Exercise goal: Transcribe the records that follow, keeping every word as it stands.

(Records for processing Opens)

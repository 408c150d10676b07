use axum::Json;
use axum::extract::{Path, State};
use axum::http::StatusCode;
use axum::response::IntoResponse;
use sea_orm::*;
use tracing::instrument;

use crate::entity::contest_resource;
use crate::error::{AppError, ErrorBody};
use crate::extractors::json::AppJson;
use crate::models::resource::*;
use crate::state::AppState;
use crate::workflow::{guard, lifecycle};

#[utoipa::path(
    post,
    path = "/{id}/resources",
    tag = "Resources",
    operation_id = "addContestResource",
    summary = "Attach a resource plan entry to a contest",
    params(("id" = i32, Path, description = "Contest ID")),
    request_body = AddResourceRequest,
    responses(
        (status = 201, description = "Resource added", body = ResourceResponse),
        (status = 400, description = "Unknown category (VALIDATION_ERROR)", body = ErrorBody),
        (status = 404, description = "Contest not found (NOT_FOUND)", body = ErrorBody),
        (status = 409, description = "Contest is archived (CONTEST_CLOSED)", body = ErrorBody),
    ),
)]
#[instrument(skip(state, payload), fields(contest_id, category = %payload.category))]
pub async fn add_resource(
    State(state): State<AppState>,
    Path(contest_id): Path<i32>,
    AppJson(payload): AppJson<AddResourceRequest>,
) -> Result<impl IntoResponse, AppError> {
    validate_add_resource(&payload)?;

    let contest = lifecycle::find_contest(&state.db, contest_id).await?;
    guard::require_contest_open(&contest)?;

    let new_resource = contest_resource::ActiveModel {
        contest_id: Set(contest_id),
        category: Set(payload.category),
        name: Set(payload.name.trim().to_string()),
        amount: Set(payload.amount),
        quantity: Set(payload.quantity),
        note: Set(payload.note),
        created_at: Set(chrono::Utc::now()),
        ..Default::default()
    };
    let model = new_resource.insert(&state.db).await?;

    Ok((StatusCode::CREATED, Json(ResourceResponse::from(model))))
}

#[utoipa::path(
    get,
    path = "/{id}/resources",
    tag = "Resources",
    operation_id = "listContestResources",
    summary = "List the resource plan of a contest",
    params(("id" = i32, Path, description = "Contest ID")),
    responses(
        (status = 200, description = "Resources grouped by category", body = Vec<ResourceResponse>),
        (status = 404, description = "Contest not found (NOT_FOUND)", body = ErrorBody),
    ),
)]
#[instrument(skip(state), fields(contest_id))]
pub async fn list_resources(
    State(state): State<AppState>,
    Path(contest_id): Path<i32>,
) -> Result<Json<Vec<ResourceResponse>>, AppError> {
    lifecycle::find_contest(&state.db, contest_id).await?;

    let data = contest_resource::Entity::find()
        .filter(contest_resource::Column::ContestId.eq(contest_id))
        .order_by_asc(contest_resource::Column::Category)
        .order_by_asc(contest_resource::Column::CreatedAt)
        .all(&state.db)
        .await?
        .into_iter()
        .map(ResourceResponse::from)
        .collect();
    Ok(Json(data))
}

#[utoipa::path(
    delete,
    path = "/{id}/resources/{resource_id}",
    tag = "Resources",
    operation_id = "removeContestResource",
    summary = "Remove a resource plan entry",
    params(
        ("id" = i32, Path, description = "Contest ID"),
        ("resource_id" = i32, Path, description = "Resource ID"),
    ),
    responses(
        (status = 204, description = "Resource removed"),
        (status = 404, description = "Contest or resource not found (NOT_FOUND)", body = ErrorBody),
        (status = 409, description = "Contest is archived (CONTEST_CLOSED)", body = ErrorBody),
    ),
)]
#[instrument(skip(state), fields(contest_id, resource_id))]
pub async fn remove_resource(
    State(state): State<AppState>,
    Path((contest_id, resource_id)): Path<(i32, i32)>,
) -> Result<impl IntoResponse, AppError> {
    let contest = lifecycle::find_contest(&state.db, contest_id).await?;
    guard::require_contest_open(&contest)?;

    let model = contest_resource::Entity::find_by_id(resource_id)
        .filter(contest_resource::Column::ContestId.eq(contest_id))
        .one(&state.db)
        .await?
        .ok_or_else(|| AppError::NotFound("Resource not found".into()))?;
    model.delete(&state.db).await?;

    Ok(StatusCode::NO_CONTENT)
}
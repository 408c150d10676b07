use chrono::{DateTime, Utc};
use serde::{Deserialize, Serialize};
use utoipa::{IntoParams, ToSchema};

#[derive(Deserialize, ToSchema)]
pub struct CreateTeamRequest {
    pub name: String,
    pub captain_id: i32,
}

#[derive(Deserialize, ToSchema)]
pub struct AddMemberRequest {
    pub student_id: i32,
}

#[derive(Deserialize, IntoParams)]
pub struct RemoveMemberQuery {
    /// Required when removing the current captain; must name another
    /// member of the same team.
    pub new_captain_id: Option<i32>,
}

#[derive(Serialize, ToSchema)]
pub struct TeamMemberItem {
    pub student_id: i32,
    pub is_captain: bool,
    pub joined_at: DateTime<Utc>,
}

#[derive(Serialize, ToSchema)]
pub struct TeamResponse {
    pub id: i32,
    pub contest_id: i32,
    pub name: String,
    pub captain_id: i32,
    pub member_count: usize,
    pub members: Vec<TeamMemberItem>,
    pub created_at: DateTime<Utc>,
}

impl TeamResponse {
    pub fn new(
        team: crate::entity::team::Model,
        members: Vec<crate::entity::team_member::Model>,
    ) -> Self {
        let members: Vec<TeamMemberItem> = members
            .into_iter()
            .map(|m| TeamMemberItem {
                student_id: m.student_id,
                is_captain: m.student_id == team.captain_id,
                joined_at: m.joined_at,
            })
            .collect();
        Self {
            id: team.id,
            contest_id: team.contest_id,
            name: team.name,
            captain_id: team.captain_id,
            member_count: members.len(),
            members,
            created_at: team.created_at,
        }
    }
}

(Records for processing Closes)

Task result:
repository 408c150d10676b07
use axum::Json;
use axum::extract::{Path, State};
use axum::http::StatusCode;
use axum::response::IntoResponse;
use sea_orm::*;
use tracing::instrument;

use crate::entity::contest_resource;
use crate::error::{AppError, ErrorBody};
use crate::extractors::json::AppJson;
use crate::models::resource::*;
use crate::state::AppState;
use crate::workflow::{guard, lifecycle};

#[utoipa::path(
    post,
    path = "/{id}/resources",
    tag = "Resources",
    operation_id = "addContestResource",
    summary = "Attach a resource plan entry to a contest",
    params(("id" = i32, Path, description = "Contest ID")),
    request_body = AddResourceRequest,
    responses(
        (status = 201, description = "Resource added", body = ResourceResponse),
        (status = 400, description = "Unknown category (VALIDATION_ERROR)", body = ErrorBody),
        (status = 404, description = "Contest not found (NOT_FOUND)", body = ErrorBody),
        (status = 409, description = "Contest is archived (CONTEST_CLOSED)", body = ErrorBody),
    ),
)]
#[instrument(skip(state, payload), fields(contest_id, category = %payload.category))]
pub async fn add_resource(
    State(state): State<AppState>,
    Path(contest_id): Path<i32>,
    AppJson(payload): AppJson<AddResourceRequest>,
) -> Result<impl IntoResponse, AppError> {
    validate_add_resource(&payload)?;

    let contest = lifecycle::find_contest(&state.db, contest_id).await?;
    guard::require_contest_open(&contest)?;

    let new_resource = contest_resource::ActiveModel {
        contest_id: Set(contest_id),
        category: Set(payload.category),
        name: Set(payload.name.trim().to_string()),
        amount: Set(payload.amount),
        quantity: Set(payload.quantity),
        note: Set(payload.note),
        created_at: Set(chrono::Utc::now()),
        ..Default::default()
    };
    let model = new_resource.insert(&state.db).await?;

    Ok((StatusCode::CREATED, Json(ResourceResponse::from(model))))
}

#[utoipa::path(
    get,
    path = "/{id}/resources",
    tag = "Resources",
    operation_id = "listContestResources",
    summary = "List the resource plan of a contest",
    params(("id" = i32, Path, description = "Contest ID")),
    responses(
        (status = 200, description = "Resources grouped by category", body = Vec<ResourceResponse>),
        (status = 404, description = "Contest not found (NOT_FOUND)", body = ErrorBody),
    ),
)]
#[instrument(skip(state), fields(contest_id))]
pub async fn list_resources(
    State(state): State<AppState>,
    Path(contest_id): Path<i32>,
) -> Result<Json<Vec<ResourceResponse>>, AppError> {
    lifecycle::find_contest(&state.db, contest_id).await?;

    let data = contest_resource::Entity::find()
        .filter(contest_resource::Column::ContestId.eq(contest_id))
        .order_by_asc(contest_resource::Column::Category)
        .order_by_asc(contest_resource::Column::CreatedAt)
        .all(&state.db)
        .await?
        .into_iter()
        .map(ResourceResponse::from)
        .collect();
    Ok(Json(data))
}

#[utoipa::path(
    delete,
    path = "/{id}/resources/{resource_id}",
    tag = "Resources",
    operation_id = "removeContestResource",
    summary = "Remove a resource plan entry",
    params(
        ("id" = i32, Path, description = "Contest ID"),
        ("resource_id" = i32, Path, description = "Resource ID"),
    ),
    responses(
        (status = 204, description = "Resource removed"),
        (status = 404, description = "Contest or resource not found (NOT_FOUND)", body = ErrorBody),
        (status = 409, description = "Contest is archived (CONTEST_CLOSED)", body = ErrorBody),
    ),
)]
#[instrument(skip(state), fields(contest_id, resource_id))]
pub async fn remove_resource(
    State(state): State<AppState>,
    Path((contest_id, resource_id)): Path<(i32, i32)>,
) -> Result<impl IntoResponse, AppError> {
    let contest = lifecycle::find_contest(&state.db, contest_id).await?;
    guard::require_contest_open(&contest)?;

    let model = contest_resource::Entity::find_by_id(resource_id)
        .filter(contest_resource::Column::ContestId.eq(contest_id))
        .one(&state.db)
        .await?
        .ok_or_else(|| AppError::NotFound("Resource not found".into()))?;
    model.delete(&state.db).await?;

    Ok(StatusCode::NO_CONTENT)
}
repository 408c150d10676b07
use chrono::{DateTime, Utc};
use serde::{Deserialize, Serialize};
use utoipa::{IntoParams, ToSchema};

#[derive(Deserialize, ToSchema)]
pub struct CreateTeamRequest {
    pub name: String,
    pub captain_id: i32,
}

#[derive(Deserialize, ToSchema)]
pub struct AddMemberRequest {
    pub student_id: i32,
}

#[derive(Deserialize, IntoParams)]
pub struct RemoveMemberQuery {
    /// Required when removing the current captain; must name another
    /// member of the same team.
    pub new_captain_id: Option<i32>,
}

#[derive(Serialize, ToSchema)]
pub struct TeamMemberItem {
    pub student_id: i32,
    pub is_captain: bool,
    pub joined_at: DateTime<Utc>,
}

#[derive(Serialize, ToSchema)]
pub struct TeamResponse {
    pub id: i32,
    pub contest_id: i32,
    pub name: String,
    pub captain_id: i32,
    pub member_count: usize,
    pub members: Vec<TeamMemberItem>,
    pub created_at: DateTime<Utc>,
}

impl TeamResponse {
    pub fn new(
        team: crate::entity::team::Model,
        members: Vec<crate::entity::team_member::Model>,
    ) -> Self {
        let members: Vec<TeamMemberItem> = members
            .into_iter()
            .map(|m| TeamMemberItem {
                student_id: m.student_id,
                is_captain: m.student_id == team.captain_id,
                joined_at: m.joined_at,
            })
            .collect();
        Self {
            id: team.id,
            contest_id: team.contest_id,
            name: team.name,
            captain_id: team.captain_id,
            member_count: members.len(),
            members,
            created_at: team.created_at,
        }
    }
}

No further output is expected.